__Task__
Which lines of the data contain the string "schema"? Copy every one of them.

__Supplied data__

//! End-to-end tests driving the search through the public API.

use std::io::Write;

use babel_vm::{
    compute::{
        Instruction, Machine, Opcode, assemble,
        evolution::{BigramScorer, EvolutionEngine, Population, ProgramRng, Scorer},
    },
    schema::{SearchConfig, StopReason},
};

/// Prints "AB": r31 + r31 + r6 = 65, then r1 + r2 = 66.
fn ab_program() -> babel_vm::Program {
    assemble(&[
        Instruction::new(Opcode::Add, 1, 31, 31),
        Instruction::new(Opcode::Add, 1, 1, 6),
        Instruction::new(Opcode::Out, 1, 0, 0),
        Instruction::new(Opcode::Add, 2, 1, 2),
        Instruction::new(Opcode::Out, 2, 0, 0),
    ])
}

/// Prints "A" only.
fn a_program() -> babel_vm::Program {
    assemble(&[
        Instruction::new(Opcode::Add, 1, 31, 31),
        Instruction::new(Opcode::Add, 1, 1, 6),
        Instruction::new(Opcode::Out, 1, 0, 0),
    ])
}

#[test]
fn test_bigram_scorer_ranks_ab_above_a() {
    let scorer = BigramScorer::from_corpus(b"ABABABAB CABAB");
    let machine = Machine::default();
    let mut rng = ProgramRng::new(11);

    let mut population = Population::from_programs([a_program(), ab_program()], 2, 9, &mut rng);
    for individual in population.individuals_mut() {
        machine.evaluate(individual, b"", Some(&scorer));
    }
    population.rank();

    let winner = population.winner().unwrap();
    assert_eq!(winner.program, ab_program());
    assert_eq!(winner.score, scorer.score(b"AB") as i64);
    assert!(winner.score > 0);
    assert_eq!(winner.output_length, 2);
}

#[test]
fn test_bigram_prefers_corpus_like_text() {
    let scorer = BigramScorer::from_corpus(
        b"stars are made of weird stuff and the stars are far away from here",
    );
    assert!(scorer.score(b"stars are") > scorer.score(b"rsats aer"));
}

#[test]
fn test_search_from_json_config() {
    let mut file = tempfile::NamedTempFile::new().unwrap();
    write!(
        file,
        r#"{{
            "target": "hi",
            "population": {{ "size": 16, "program_length": 60, "max_generations": 25 }},
            "random_seed": 1234
        }}"#
    )
    .unwrap();

    let config: SearchConfig =
        serde_json::from_str(&std::fs::read_to_string(file.path()).unwrap()).unwrap();
    let scorer = BigramScorer::from_corpus(b"hi hi oh hi there hi");

    let mut engine = EvolutionEngine::new(config, scorer).unwrap();
    let mut controller = engine.stagnation_controller();
    let result = engine.run(&mut controller);

    assert!(result.stats.generations <= 25);
    assert_eq!(result.history.best_score.len() as u64, result.stats.generations);
    match result.stop_reason {
        StopReason::TargetReached => assert_eq!(result.output, b"hi"),
        StopReason::MaxGenerations => assert_eq!(result.stats.generations, 25),
        StopReason::ControllerDone => panic!("stagnation controller only stops on the target"),
    }
}

#[test]
fn test_winner_replays_to_reported_output() {
    let config = SearchConfig {
        target: b"zz".to_vec(),
        population: babel_vm::schema::PopulationConfig {
            size: 12,
            program_length: 45,
            max_generations: Some(8),
            ..Default::default()
        },
        random_seed: Some(5),
        ..Default::default()
    };
    let scorer = |text: &[u8]| text.iter().filter(|&&b| b == b'z').count() as u64;

    let mut engine = EvolutionEngine::new(config, scorer).unwrap();
    let mut controller = engine.stagnation_controller();
    let result = engine.run(&mut controller);

    let replay = Machine::default().run(&result.best.program, b"");
    assert_eq!(replay.output, result.output);
    assert_eq!(
        result.best.score,
        result.output.iter().filter(|&&b| b == b'z').count() as i64
    );
}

__Exercise answer__
    schema::{SearchConfig, StopReason},
        population: babel_vm::schema::PopulationConfig {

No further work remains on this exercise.